It has been a season of sell-offs in the fast-evolving market. According to CoinMarketCap, the combined market capitalization of all cryptocurrencies has fallen below a trillion dollars, indicating that the market is firmly immersed in “crypto winter.”
Bitcoin was trading around $23,200 at press time, down 16% for the day. Ether (ETH), the Ethereum blockchain’s native cryptocurrency, fell 18% to $1,222.
The next two-day Federal Reserve monetary policy meeting begins today and concludes on Wednesday with a statement and press conference by Chair Jerome Powell.
What you should know
- The latest drop came when the huge crypto lender Celsius, which claimed to possess at least 150,000 bitcoin worth $3.5 billion at current values as recently as April, ceased withdrawals. (Another cryptocurrency company, Nexo, has expressed interest in purchasing part of the platform’s assets.)
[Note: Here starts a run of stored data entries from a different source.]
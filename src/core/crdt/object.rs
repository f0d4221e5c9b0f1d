// src/core/crdt/object.rs

//! The keyed-object node: plain JSON fields plus nested nodes under keys.

use super::{ApplyResult, NodeBody, NodePool, StorageUpdateKind};
use crate::core::protocol::{JsonObject, Op, ParentRef};
use indexmap::IndexMap;
use tracing::warn;

/// Content of an object node. Plain JSON fields live in `data`; nested nodes
/// are linked by key in `children`. A key holds either a JSON field or a
/// child node, never both.
#[derive(Debug, Clone, Default)]
pub struct ObjectState {
    pub data: JsonObject,
    pub children: IndexMap<String, String>,
}

impl ObjectState {
    pub fn with_data(data: JsonObject) -> Self {
        Self {
            data,
            children: IndexMap::new(),
        }
    }
}

/// Per-key change descriptor for object updates.
#[derive(Debug, Clone, Copy, PartialEq, Eq)]
pub enum ObjectDelta {
    Update,
    Delete,
}

/// Applies an `UpdateObject` op: shallow-merges `data` into the target.
/// A key currently holding a child node is clobbered, subtree included.
pub(super) fn apply_update(pool: &mut NodePool, id: &str, data: &JsonObject) -> ApplyResult {
    match pool.get(id).map(|n| &n.body) {
        Some(NodeBody::Object(_)) => {}
        Some(_) => {
            warn!("Ignoring UpdateObject targeting non-object node {id}");
            return ApplyResult::unmodified();
        }
        None => return ApplyResult::unmodified(),
    }

    let mut old_values = JsonObject::new();
    let mut added_keys: Vec<String> = Vec::new();
    let mut clobbered_children: Vec<Op> = Vec::new();
    let mut updates = IndexMap::with_capacity(data.len());

    for (key, value) in data {
        let clobbered = child_at(pool, id, key);
        if let Some(child) = clobbered.as_deref() {
            clobbered_children.extend(pool.subtree_create_ops(child));
            pool.remove_subtree(child);
        }

        let Some(NodeBody::Object(state)) = pool.get_mut(id).map(|n| &mut n.body) else {
            unreachable!("node kind checked above");
        };
        if clobbered.is_some() {
            state.children.shift_remove(key);
        }
        match state.data.insert(key.clone(), value.clone()) {
            Some(old) => {
                old_values.insert(key.clone(), old);
            }
            None if clobbered.is_none() => added_keys.push(key.clone()),
            None => {}
        }
        updates.insert(key.clone(), ObjectDelta::Update);
    }

    let mut reverse = Vec::new();
    if !old_values.is_empty() {
        reverse.push(Op::UpdateObject {
            op_id: None,
            id: id.to_string(),
            data: old_values,
        });
    }
    for key in added_keys {
        reverse.push(Op::DeleteObjectKey {
            op_id: None,
            id: id.to_string(),
            key,
        });
    }
    reverse.extend(clobbered_children);

    pool.finish(id, StorageUpdateKind::Object { updates }, reverse)
}

/// Applies a `DeleteObjectKey` op, removing a JSON field or a child subtree.
pub(super) fn apply_delete_key(pool: &mut NodePool, id: &str, key: &str) -> ApplyResult {
    match pool.get(id).map(|n| &n.body) {
        Some(NodeBody::Object(_)) => {}
        Some(_) => {
            warn!("Ignoring DeleteObjectKey targeting non-object node {id}");
            return ApplyResult::unmodified();
        }
        None => return ApplyResult::unmodified(),
    }

    let reverse;
    if let Some(child) = child_at(pool, id, key) {
        reverse = pool.subtree_create_ops(&child);
        pool.remove_subtree(&child);
        let Some(NodeBody::Object(state)) = pool.get_mut(id).map(|n| &mut n.body) else {
            unreachable!("node kind checked above");
        };
        state.children.shift_remove(key);
    } else {
        let Some(NodeBody::Object(state)) = pool.get_mut(id).map(|n| &mut n.body) else {
            unreachable!("node kind checked above");
        };
        match state.data.shift_remove(key) {
            Some(old) => {
                let mut old_data = JsonObject::new();
                old_data.insert(key.to_string(), old);
                reverse = vec![Op::UpdateObject {
                    op_id: None,
                    id: id.to_string(),
                    data: old_data,
                }];
            }
            None => return ApplyResult::unmodified(),
        }
    }

    pool.finish(
        id,
        StorageUpdateKind::Object {
            updates: IndexMap::from([(key.to_string(), ObjectDelta::Delete)]),
        },
        reverse,
    )
}

/// Attaches a freshly created node under an object parent. An occupied key is
/// clobbered; the reverse ops restore whatever was there.
pub(super) fn attach(
    pool: &mut NodePool,
    id: &str,
    parent_id: &str,
    parent_key: &str,
    body: NodeBody,
) -> ApplyResult {
    let mut reverse = vec![Op::DeleteCrdt {
        op_id: None,
        id: id.to_string(),
    }];

    if let Some(existing) = child_at(pool, parent_id, parent_key) {
        reverse.extend(pool.subtree_create_ops(&existing));
        pool.remove_subtree(&existing);
    }

    let Some(NodeBody::Object(state)) = pool.get_mut(parent_id).map(|n| &mut n.body) else {
        return ApplyResult::unmodified();
    };
    if let Some(old) = state.data.shift_remove(parent_key) {
        let mut old_data = JsonObject::new();
        old_data.insert(parent_key.to_string(), old);
        reverse.push(Op::UpdateObject {
            op_id: None,
            id: parent_id.to_string(),
            data: old_data,
        });
    }
    state
        .children
        .insert(parent_key.to_string(), id.to_string());

    pool.insert(super::LiveNode {
        id: id.to_string(),
        parent: Some(ParentRef {
            id: parent_id.to_string(),
            key: parent_key.to_string(),
        }),
        body,
    });

    pool.finish(
        parent_id,
        StorageUpdateKind::Object {
            updates: IndexMap::from([(parent_key.to_string(), ObjectDelta::Update)]),
        },
        reverse,
    )
}

fn child_at(pool: &NodePool, id: &str, key: &str) -> Option<String> {
    match pool.get(id).map(|n| &n.body) {
        Some(NodeBody::Object(state)) => state.children.get(key).cloned(),
        _ => None,
    }
}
- It was a day of fast-paced events and pronouncements, all of which seemed to confirm how gloomy the crypto markets had become.
- For the first time since early 2021, the total market capitalization of digital assets lost over $300 billion dollars in a span of a few days with significant losses in tokens such as Solana and meme coins. MicroStrategy (MSTR) led the decline in crypto-related stocks.
- The pioneer crypto-asset withdrawals have been temporarily halted on Binance (reportedly due to technical issues) but at the time of writing it was back online.
- Crypto.com and BlockFi, a cryptocurrency lender, both announced employment cutbacks. Sentiment for cryptos is horrible. Tron’s USDD stablecoin wobbled off its $1 peg. Bitcoin is attempting to create a base, but if it falls below $20,000, things could become considerably worse.
- As the broader markets were under significant pressure, the agony in digital assets increased. The Standard & Poor’s 500 Index fell 4% to a new all-time low for the year. The main cause seems to be fresh investor concerns that the US Federal Reserve may be forced to tighten monetary policy forcefully in order to combat inflation, which is at its highest level in four decades.
The flagship crypto had its biggest decrease in a year as indicators emerged that the steep correction in crypto markets is harming significant industry participants and placing digital-asset projects under a lot of stress.